A minimal end-to-end example using the Delaware River Basin.

This guide walks through a complete pipeline run: from project setup to inspecting output files. By the end, you will have zonal statistics for elevation, slope, and land cover computed over a polygon fabric.

Prerequisites

git clone git@github.com:rmcd-mscb/hydro-param.git
cd hydro-param
pixi install

Step 1: Initialize a project

hydro-param init delaware-demo
cd delaware-demo

This creates a standard project directory with template configs, data directories organized by dataset category (e.g., data/topography/, data/soils/), and a .gitignore.

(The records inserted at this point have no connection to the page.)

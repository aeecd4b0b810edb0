use std::sync::Arc;

use tracing::info;
use tracing_subscriber::EnvFilter;

use gridfall::events::FileEventSink;
use gridfall::store::{FileStore, Storage};
use gridfall::{Config, Engine};

#[tokio::main]
async fn main() -> anyhow::Result<()> {
    tracing_subscriber::fmt()
        .with_env_filter(EnvFilter::try_from_default_env().unwrap_or_else(|_| "info".into()))
        .init();

    let config = Config::from_env();
    info!(port = config.port, data_dir = %config.data_dir.display(), "starting gridfall");

    let store = FileStore::open(&config.data_dir)?;
    let events = Box::new(FileEventSink::new(&config.data_dir));
    let engine: Arc<Engine> = Engine::new(config, Storage::file_only(store), events);

    gridfall::server::serve(engine).await
}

Step 2: Obtain a target fabric

hydro-param does not fetch or subset fabrics. You need a pre-existing GeoPackage or GeoParquet file containing your HRU polygons. Options:

  • pynhd / pygeohydro -- pygeohydro.get_camels() or NHDPlus catchments
  • USGS Geospatial Fabric -- download from ScienceBase
  • Custom -- any polygon mesh with a unique integer ID column

Copy your fabric into the project:

cp /path/to/catchments.gpkg data/fabrics/

Fabric requirements

The fabric must be a GeoPackage (.gpkg) or GeoParquet (.parquet) file with polygon geometries and a unique integer ID column (e.g., featureid, nhm_id). hydro-param reads this file as-is and does not modify it.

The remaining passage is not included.